My father, a salesman, liked to tell this joke to his customers:
At the inauguration of a U.S. president, a man in the audience turns to the man next to him and starts a conversation:
“You see the man up there?”
“Yes, that’s the next president.”
“Well, he is my son!”
“You must be very proud”
“Well course, I am, his brother is A DOCTOR!”
My mother took a more somber view of my accomplishment. She was born in Vienna in the 1930s, and her hope for a career in medicine ended as a consequence of World War II. Instead, she passed on her passion for medicine to myself who became a psychiatrist and my brother who entered neurology.
I am asked frequently to preceptor pre-medical college students and discuss their career choice. The advice and direction I give them is so succinct and zen-like it seems to lack any guidance at all. I tell them, “The only reason to become a doctor is if you want to be a doctor.” If they are quizzical and question me further, I explain: “Do not spend the considerable amount of time, study and money to become a doctor for any other reason, not the perceived income, not the desired prestige, not for any other reason, except to spend your life practicing medicine in whatever form medicine will take in the future.” This perspective comes from my own experience and journey.
It was 15 years from the time I decided to enroll in pre-medical studies to the time I saw my first patient as a licensed, practicing physician in an Appalachian community working in the U.S. Public Health Service.

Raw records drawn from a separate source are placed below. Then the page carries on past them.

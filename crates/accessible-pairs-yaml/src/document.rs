//! Style document types.

use crate::error::ParseError;
use accessible_pairs_core::{Color, Paint, PaintStyle, PaintType};
use serde::{Deserialize, Serialize};
use std::path::Path;

/// Exported paint styles of a design library.
#[derive(Debug, Clone, Serialize, Deserialize)]
pub struct StyleDocument {
    /// Library name
    #[serde(default, skip_serializing_if = "Option::is_none")]
    pub name: Option<String>,
    /// Styles in library order
    #[serde(default)]
    pub styles: Vec<StyleEntry>,
}

/// One named style.
#[derive(Debug, Clone, Serialize, Deserialize)]
pub struct StyleEntry {
    /// Style name
    pub name: String,
    /// Fills
    #[serde(default)]
    pub paints: Vec<PaintValue>,
}

/// A fill as written: well-formed, or kept raw so one bad fill cannot fail
/// the whole document.
#[derive(Debug, Clone, Serialize, Deserialize)]
#[serde(untagged)]
pub enum PaintValue {
    /// `{ type, opacity, color }`
    Entry(PaintEntry),
    /// Anything else (missing `type`, non-numeric `opacity`, ...)
    Malformed(serde_yaml_ng::Value),
}

impl PaintValue {
    /// The parsed fill, if well-formed.
    #[must_use]
    pub const fn entry(&self) -> Option<&PaintEntry> {
        match self {
            Self::Entry(entry) => Some(entry),
            Self::Malformed(_) => None,
        }
    }

    fn to_paint(&self, field: &str) -> Result<Paint, ParseError> {
        match self {
            Self::Entry(entry) => entry.to_paint(field),
            Self::Malformed(_) => Err(ParseError::InvalidValue {
                field: field.to_string(),
                message: "expected a paint with a `type`, a numeric `opacity` and an optional `color`"
                    .to_string(),
            }),
        }
    }
}

/// One fill as written in the document.
#[derive(Debug, Clone, Serialize, Deserialize)]
pub struct PaintEntry {
    /// Paint kind
    #[serde(rename = "type")]
    pub paint_type: PaintType,
    /// Opacity
    #[serde(default = "default_opacity")]
    pub opacity: f64,
    /// Color
    #[serde(default, skip_serializing_if = "Option::is_none")]
    pub color: Option<ColorValue>,
}

const fn default_opacity() -> f64 {
    1.0
}

/// Color as written in the document.
#[derive(Debug, Clone, Serialize, Deserialize)]
#[serde(untagged)]
pub enum ColorValue {
    /// `#rrggbb`
    Hex(String),
    /// `{ r, g, b }` with unit channels
    Channels(Color),
    /// Anything else; rejected per style instead of failing the document
    Malformed(serde_yaml_ng::Value),
}

impl ColorValue {
    fn resolve(&self, field: &str) -> Result<Color, ParseError> {
        match self {
            Self::Hex(hex) => Color::from_hex(hex).map_err(|e| ParseError::InvalidValue {
                field: field.to_string(),
                message: e.to_string(),
            }),
            Self::Channels(color) => Ok(*color),
            Self::Malformed(_) => Err(ParseError::InvalidValue {
                field: field.to_string(),
                message: "expected numeric {r, g, b} channels or a #rrggbb string".to_string(),
            }),
        }
    }
}

impl PaintEntry {
    fn to_paint(&self, field: &str) -> Result<Paint, ParseError> {
        let color = self
            .color
            .as_ref()
            .map(|c| c.resolve(&format!("{field}.color")))
            .transpose()?;
        Ok(Paint {
            paint_type: self.paint_type,
            opacity: self.opacity,
            color,
        })
    }
}

impl StyleEntry {
    // Only the first fill decides qualification, so only it can reject the
    // style. Unreadable later fills are dropped.
    fn to_paint_style(&self, index: usize) -> Result<PaintStyle, ParseError> {
        let mut paints = Vec::with_capacity(self.paints.len());
        for (j, paint) in self.paints.iter().enumerate() {
            match paint.to_paint(&format!("styles[{index}].paints[{j}]")) {
                Ok(paint) => paints.push(paint),
                Err(error) if j == 0 => return Err(error),
                Err(error) => {
                    tracing::debug!(style = %self.name, %error, "dropping unreadable fill");
                }
            }
        }
        Ok(PaintStyle::new(self.name.clone(), paints))
    }
}

/// A style entry that could not be converted.
#[derive(Debug)]
pub struct RejectedStyle {
    /// Style name
    pub name: String,
    /// Why it was rejected
    pub error: ParseError,
}

/// Styles converted from a document.
#[derive(Debug, Default)]
pub struct LoadedStyles {
    /// Converted styles, in document order
    pub styles: Vec<PaintStyle>,
    /// Entries with unreadable colors
    pub rejected: Vec<RejectedStyle>,
}

impl StyleDocument {
    /// Parse a document from YAML string.
    ///
    /// # Errors
    ///
    /// Returns an error if the YAML is invalid.
    pub fn from_yaml(yaml: &str) -> Result<Self, ParseError> {
        Ok(serde_yaml_ng::from_str(yaml)?)
    }

    /// Parse a document from JSON string.
    ///
    /// # Errors
    ///
    /// Returns an error if the JSON is invalid.
    pub fn from_json(json: &str) -> Result<Self, ParseError> {
        Ok(serde_json::from_str(json)?)
    }

    /// Serialize document to YAML string.
    ///
    /// # Errors
    ///
    /// Returns an error if serialization fails.
    pub fn to_yaml(&self) -> Result<String, ParseError> {
        Ok(serde_yaml_ng::to_string(self)?)
    }

    /// Read a document from disk. `.json` files are parsed as JSON,
    /// everything else as YAML.
    ///
    /// # Errors
    ///
    /// Returns an error if the file cannot be read or parsed.
    pub fn load(path: &Path) -> Result<Self, ParseError> {
        let content = std::fs::read_to_string(path)?;
        let is_json = path
            .extension()
            .and_then(|e| e.to_str())
            .is_some_and(|e| e.eq_ignore_ascii_case("json"));
        let document = if is_json {
            Self::from_json(&content)?
        } else {
            Self::from_yaml(&content)?
        };
        tracing::debug!(
            path = %path.display(),
            styles = document.styles.len(),
            "loaded style document"
        );
        Ok(document)
    }

    /// Convert entries into paint styles.
    ///
    /// An entry with an unreadable color is moved to
    /// [`LoadedStyles::rejected`]; the rest of the document still loads.
    #[must_use]
    pub fn into_styles(self) -> LoadedStyles {
        let mut loaded = LoadedStyles::default();
        for (index, entry) in self.styles.into_iter().enumerate() {
            match entry.to_paint_style(index) {
                Ok(style) => loaded.styles.push(style),
                Err(error) => {
                    tracing::warn!(style = %entry.name, %error, "rejecting style");
                    loaded.rejected.push(RejectedStyle {
                        name: entry.name,
                        error,
                    });
                }
            }
        }
        loaded
    }
}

I was inspired to become a doctor, specifically a psychiatrist, after reading “The Fifty Minute Hour,” a collection of classic psychoanalytic case studies by Robert Linder, a psychoanalyst. This inspiration had no place in the U.S. Public Health Service community mental health center, where the need was to medicate schizophrenics and bipolar patients and keep depressed and anxious patients out of the hospital. Furthermore, Prozac and Zoloft had been recently introduced to the clinical market, psychiatry irrevocably changed, and my entire training became seemingly inconsequential. What was once a field of case formulation, psychotherapies and inpatient treatments marked by tedious laboratory and medical workups to start tricyclic antidepressants became a burgeoning outpatient field with an increasing emphasis and eventual reorientation to a medical and biological model.
Prozac had recast psychiatry in 1986 the way Penicillin changed internal medicine in 1942. So, the field of medicine I thought I was entering and was trained in was altogether different at the end of the process, 15 years later. I adapted and have become an apt clinical psychiatrist in both psychopharmacology and psychotherapy.

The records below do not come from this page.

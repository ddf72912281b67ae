//! Error types for style document parsing.

use std::fmt;

/// Error type for style document loading.
#[derive(Debug)]
pub enum ParseError {
    /// File could not be read
    Io(std::io::Error),
    /// YAML parsing error
    Yaml(serde_yaml_ng::Error),
    /// JSON parsing error
    Json(serde_json::Error),
    /// Invalid value
    InvalidValue {
        /// Field path
        field: String,
        /// Error message
        message: String,
    },
}

impl fmt::Display for ParseError {
    fn fmt(&self, f: &mut fmt::Formatter<'_>) -> fmt::Result {
        match self {
            Self::Io(e) => write!(f, "IO error: {e}"),
            Self::Yaml(e) => write!(f, "YAML error: {e}"),
            Self::Json(e) => write!(f, "JSON error: {e}"),
            Self::InvalidValue { field, message } => {
                write!(f, "Invalid value for '{field}': {message}")
            }
        }
    }
}

impl std::error::Error for ParseError {
    fn source(&self) -> Option<&(dyn std::error::Error + 'static)> {
        match self {
            Self::Io(e) => Some(e),
            Self::Yaml(e) => Some(e),
            Self::Json(e) => Some(e),
            Self::InvalidValue { .. } => None,
        }
    }
}

impl From<std::io::Error> for ParseError {
    fn from(e: std::io::Error) -> Self {
        Self::Io(e)
    }
}

impl From<serde_yaml_ng::Error> for ParseError {
    fn from(e: serde_yaml_ng::Error) -> Self {
        Self::Yaml(e)
    }
}

impl From<serde_json::Error> for ParseError {
    fn from(e: serde_json::Error) -> Self {
        Self::Json(e)
    }
}
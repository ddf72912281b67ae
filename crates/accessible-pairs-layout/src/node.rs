//! Scene nodes: auto-layout frames and swatch ellipses.

use crate::geometry::Size;
use accessible_pairs_core::Rgb255;
use serde::{Deserialize, Serialize};

/// Main axis of an auto-layout frame.
#[derive(Debug, Clone, Copy, PartialEq, Eq, Default, Serialize, Deserialize)]
#[serde(rename_all = "kebab-case")]
pub enum LayoutDirection {
    /// Children left to right
    Horizontal,
    /// Children top to bottom
    #[default]
    Vertical,
}

/// Stroke around a shape.
#[derive(Debug, Clone, Copy, PartialEq, Serialize, Deserialize)]
pub struct Stroke {
    /// Stroke color
    pub color: Rgb255,
    /// Stroke width in pixels
    pub weight: f32,
}

/// Auto-layout container sized to hug its children.
#[derive(Debug, Clone, PartialEq, Serialize, Deserialize)]
pub struct Frame {
    /// Layer name
    pub name: String,
    /// Optional tooltip-style description (not drawn)
    #[serde(default, skip_serializing_if = "Option::is_none")]
    pub description: Option<String>,
    /// Main axis
    pub direction: LayoutDirection,
    /// Inner padding on every side
    pub padding: f32,
    /// Gap between children; negative values overlap them
    pub item_spacing: f32,
    /// Corner radius
    pub corner_radius: f32,
    /// Background
    pub fill: Option<Rgb255>,
    /// Children in layout order
    pub children: Vec<Node>,
}

impl Frame {
    /// Empty frame with no padding, spacing or fill.
    #[must_use]
    pub fn new(name: impl Into<String>, direction: LayoutDirection) -> Self {
        Self {
            name: name.into(),
            description: None,
            direction,
            padding: 0.0,
            item_spacing: 0.0,
            corner_radius: 0.0,
            fill: None,
            children: Vec::new(),
        }
    }

    /// Append a child.
    pub fn append_child(&mut self, child: impl Into<Node>) {
        self.children.push(child.into());
    }
}

/// Filled ellipse inscribed in `size`.
#[derive(Debug, Clone, PartialEq, Serialize, Deserialize)]
pub struct Ellipse {
    /// Layer name
    pub name: String,
    /// Bounding size
    pub size: Size,
    /// Fill color
    pub fill: Rgb255,
    /// Outline
    pub stroke: Option<Stroke>,
}

/// Any node of the scene.
#[derive(Debug, Clone, PartialEq, Serialize, Deserialize)]
#[serde(tag = "kind", rename_all = "kebab-case")]
pub enum Node {
    /// Container
    Frame(Frame),
    /// Swatch
    Ellipse(Ellipse),
}

impl Node {
    /// Layer name.
    #[must_use]
    pub fn name(&self) -> &str {
        match self {
            Self::Frame(f) => &f.name,
            Self::Ellipse(e) => &e.name,
        }
    }

    /// Children, empty for leaves.
    #[must_use]
    pub fn children(&self) -> &[Self] {
        match self {
            Self::Frame(f) => &f.children,
            Self::Ellipse(_) => &[],
        }
    }
}

impl From<Frame> for Node {
    fn from(frame: Frame) -> Self {
        Self::Frame(frame)
    }
}

impl From<Ellipse> for Node {
    fn from(ellipse: Ellipse) -> Self {
        Self::Ellipse(ellipse)
    }
}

In medicine, expeditious change has become common and assumed. Cures are expected; innovation is demanded. Developments have encompassed the commerce of treatment and the analysis of care. The way psychiatrists are paid has changed from cash, $50 for an analytic hour in 1974, to an array of insurance plan reimbursements. Managed care and actuary-driven models are imposed on clinical skill, intuition and judgment. The medical system is periodically dismissed as broken or overwhelmingly complicated. So, for a student contemplating a career as a doctor, it is not possible to know what it will actually mean to be a doctor in the 15 to 20 years the education will take.
But, as I also tell those who ask me, despite the inevitability of change in medicine and the unknowingness of the outcome of a medical education, one thing is certain for any prospective doctor: There will always be the need for healers, and there will always be those who need their help.